Por más de 20 años he tenido el honor de transmitir conocimiento a otros, y en cada momento que lo hago, siento ese escalofrío que pasa por la espalda, al conocer la responsabilidad de ser un profesor, y el día que uno comprende esa responsabilidad, nuestra vida cambia profundamente.
De niño fui alumno, y pocas veces comprendí por qué los profesores me pedían hacer lo decían, como hacer planas repetitivamente o hacer muchos ejercicios de lo mismo, como si quisieran que las cosas las hiciera más mecánicamente que otra cosa; me demoré mucho en comprender por qué debía saber del Imperio Romano o el número de Avogadro, y sin duda, me costó mucho aprender la importancia de la historia de mi país, sobretodo, que cuando comencé a entenderla, entendí muchas cosas que pasan hoy.

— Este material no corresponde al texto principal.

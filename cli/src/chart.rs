use studytime_core::{format_hours, ProgressView, RecordRow, WeeklyHours};
use tabled::settings::object::Rows;
use tabled::settings::{Color, Modify, Style};
use tabled::{Table, Tabled};

const BAR_WIDTH: usize = 30;
const PROGRESS_WIDTH: usize = 40;

#[derive(Tabled)]
struct RecordTableRow {
    #[tabled(rename = "#")]
    position: usize,
    #[tabled(rename = "Date")]
    date: String,
    #[tabled(rename = "Subject")]
    subject: String,
    #[tabled(rename = "Hours")]
    hours: String,
}

#[derive(Tabled)]
struct WeekTableRow {
    #[tabled(rename = "Week")]
    week: String,
    #[tabled(rename = "Hours")]
    hours: String,
    #[tabled(rename = "")]
    bar: String,
}

pub fn show_records(rows: &[RecordRow]) {
    if rows.is_empty() {
        println!("No study sessions logged yet.");
        return;
    }

    let table_rows: Vec<RecordTableRow> = rows
        .iter()
        .map(|r| RecordTableRow {
            position: r.position,
            date: r.date.format("%Y-%m-%d (%a)").to_string(),
            subject: r.subject.clone(),
            hours: format_hours(r.hours),
        })
        .collect();

    println!("{}", styled(Table::new(table_rows)));
}

pub fn show_weekly(weekly: &WeeklyHours) {
    if weekly.is_empty() {
        println!("No study sessions logged yet.");
        return;
    }

    let max = weekly.max_hours();
    let table_rows: Vec<WeekTableRow> = weekly
        .weeks
        .iter()
        .map(|w| WeekTableRow {
            week: w.label.clone(),
            hours: format!("{:.1}", w.hours),
            bar: bar(w.hours, max, BAR_WIDTH),
        })
        .collect();

    println!("{}", styled(Table::new(table_rows)));
}

pub fn show_progress(view: &ProgressView) {
    println!("{}", view.text);
    if view.has_goal {
        println!("[{}]", progress_bar(view.percent, PROGRESS_WIDTH));
    }
}

fn styled(mut table: Table) -> Table {
    table
        .with(Style::modern())
        .with(Modify::new(Rows::first()).with(Color::FG_CYAN)); // Header color
    table
}

fn bar(value: f64, max: f64, width: usize) -> String {
    if max <= 0.0 {
        return String::new();
    }
    let filled = ((value / max) * width as f64).round() as usize;
    "█".repeat(filled.min(width))
}

fn progress_bar(percent: f64, width: usize) -> String {
    let filled = ((percent.clamp(0.0, 100.0) / 100.0) * width as f64).round() as usize;
    format!("{}{}", "#".repeat(filled), "-".repeat(width - filled))
}

#[cfg(test)]
mod tests {
    use super::*;

    #[test]
    fn test_bar_scales_to_max() {
        assert_eq!(bar(5.0, 10.0, 10).chars().count(), 5);
        assert_eq!(bar(10.0, 10.0, 10).chars().count(), 10);
        assert_eq!(bar(0.0, 10.0, 10), "");
        assert_eq!(bar(1.0, 0.0, 10), "");
    }

    #[test]
    fn test_progress_bar() {
        assert_eq!(progress_bar(40.0, 10), "####------");
        assert_eq!(progress_bar(100.0, 4), "####");
        assert_eq!(progress_bar(0.0, 4), "----");
    }
}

Tuve el honor de tener tremendos maestros como Luis Eduardo Pardo en el Emilio Valenzuela, que me regaló el amor por las matemáticas; a Juan Carlos Echeverry, quien me dio Teoría Monetaria en la Javeriana, y que no dejó que me venciera un enfermedad y me enseñó a luchar por el conocimiento; el Maestro Guillermo Hoyos, que con su sarcasmo y exigencia, me llevó por el mundo de la filosofía y los valores; y el humilde Ronald Inglehart, que me guio por el camino del estudio de los cambios culturales, al enfrentarme con los propios cambios que había tenido mi vida.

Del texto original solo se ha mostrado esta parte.